> **Assigned task**:
Each line of the listing needs to be given again exactly.

> **Data to use**:
· · · · · · ·

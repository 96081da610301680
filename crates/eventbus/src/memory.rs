//! In-memory `EventBus` used by tests. Preserves publish order per
//! migration id (the "ordered per-migration-id key" guarantee in §4.9) by
//! appending to a per-key queue rather than a single global one.

use crate::{Command, EventBus};
use async_trait::async_trait;
use models::{Event, Id};
use std::collections::{BTreeMap, VecDeque};
use std::sync::Mutex;

#[derive(Default)]
pub struct MemoryBus {
    published: Mutex<BTreeMap<Id, Vec<Event>>>,
    inbound: Mutex<VecDeque<Command>>,
}

impl MemoryBus {
    pub fn new() -> Self {
        Self::default()
    }

    pub fn push_command(&self, command: Command) {
        self.inbound.lock().unwrap().push_back(command);
    }

    pub fn published_for(&self, migration_id: Id) -> Vec<Event> {
        self.published
            .lock()
            .unwrap()
            .get(&migration_id)
            .cloned()
            .unwrap_or_default()
    }
}

#[async_trait]
impl EventBus for MemoryBus {
    async fn publish(&self, event: &Event) -> anyhow::Result<()> {
        self.published
            .lock()
            .unwrap()
            .entry(event.migration_id)
            .or_default()
            .push(event.clone());
        Ok(())
    }

    async fn recv_command(&self) -> anyhow::Result<Option<Command>> {
        Ok(self.inbound.lock().unwrap().pop_front())
    }
}

#[cfg(test)]
mod test {
    use super::*;
    use models::EventKind;

    fn event(migration_id: Id, kind: EventKind) -> Event {
        Event {
            id: models::IdGenerator::new(1).next(),
            migration_id,
            kind,
            timestamp: chrono::Utc::now(),
            payload: serde_json::json!({}),
        }
    }

    #[tokio::test]
    async fn publishes_preserve_order_per_migration_id() {
        let bus = MemoryBus::new();
        let migration_id = models::IdGenerator::new(1).next();

        bus.publish(&event(migration_id, EventKind::Created)).await.unwrap();
        bus.publish(&event(migration_id, EventKind::Started)).await.unwrap();

        let published = bus.published_for(migration_id);
        assert_eq!(published.len(), 2);
        assert_eq!(published[0].kind, EventKind::Created);
        assert_eq!(published[1].kind, EventKind::Started);
    }

    #[tokio::test]
    async fn commands_are_consumed_fifo() {
        let bus = MemoryBus::new();
        let migration_id = models::IdGenerator::new(1).next();
        bus.push_command(Command::Cancel { migration_id });

        let command = bus.recv_command().await.unwrap().unwrap();
        assert!(matches!(command, Command::Cancel { .. }));
        assert!(bus.recv_command().await.unwrap().is_none());
    }
}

· · · · · · ·

> **Answer space**:
repository 96081da610301680
filename crates/eventbus/src/memory.rs
//! In-memory `EventBus` used by tests. Preserves publish order per
//! migration id (the "ordered per-migration-id key" guarantee in §4.9) by
//! appending to a per-key queue rather than a single global one.

use crate::{Command, EventBus};
use async_trait::async_trait;
use models::{Event, Id};
use std::collections::{BTreeMap, VecDeque};
use std::sync::Mutex;

#[derive(Default)]
pub struct MemoryBus {
    published: Mutex<BTreeMap<Id, Vec<Event>>>,
    inbound: Mutex<VecDeque<Command>>,
}

impl MemoryBus {
    pub fn new() -> Self {
        Self::default()
    }

    pub fn push_command(&self, command: Command) {
        self.inbound.lock().unwrap().push_back(command);
    }

    pub fn published_for(&self, migration_id: Id) -> Vec<Event> {
        self.published
            .lock()
            .unwrap()
            .get(&migration_id)
            .cloned()
            .unwrap_or_default()
    }
}

#[async_trait]
impl EventBus for MemoryBus {
    async fn publish(&self, event: &Event) -> anyhow::Result<()> {
        self.published
            .lock()
            .unwrap()
            .entry(event.migration_id)
            .or_default()
            .push(event.clone());
        Ok(())
    }

    async fn recv_command(&self) -> anyhow::Result<Option<Command>> {
        Ok(self.inbound.lock().unwrap().pop_front())
    }
}

#[cfg(test)]
mod test {
    use super::*;
    use models::EventKind;

    fn event(migration_id: Id, kind: EventKind) -> Event {
        Event {
            id: models::IdGenerator::new(1).next(),
            migration_id,
            kind,
            timestamp: chrono::Utc::now(),
            payload: serde_json::json!({}),
        }
    }

    #[tokio::test]
    async fn publishes_preserve_order_per_migration_id() {
        let bus = MemoryBus::new();
        let migration_id = models::IdGenerator::new(1).next();

        bus.publish(&event(migration_id, EventKind::Created)).await.unwrap();
        bus.publish(&event(migration_id, EventKind::Started)).await.unwrap();

        let published = bus.published_for(migration_id);
        assert_eq!(published.len(), 2);
        assert_eq!(published[0].kind, EventKind::Created);
        assert_eq!(published[1].kind, EventKind::Started);
    }

    #[tokio::test]
    async fn commands_are_consumed_fifo() {
        let bus = MemoryBus::new();
        let migration_id = models::IdGenerator::new(1).next();
        bus.push_command(Command::Cancel { migration_id });

        let command = bus.recv_command().await.unwrap().unwrap();
        assert!(matches!(command, Command::Cancel { .. }));
        assert!(bus.recv_command().await.unwrap().is_none());
    }
}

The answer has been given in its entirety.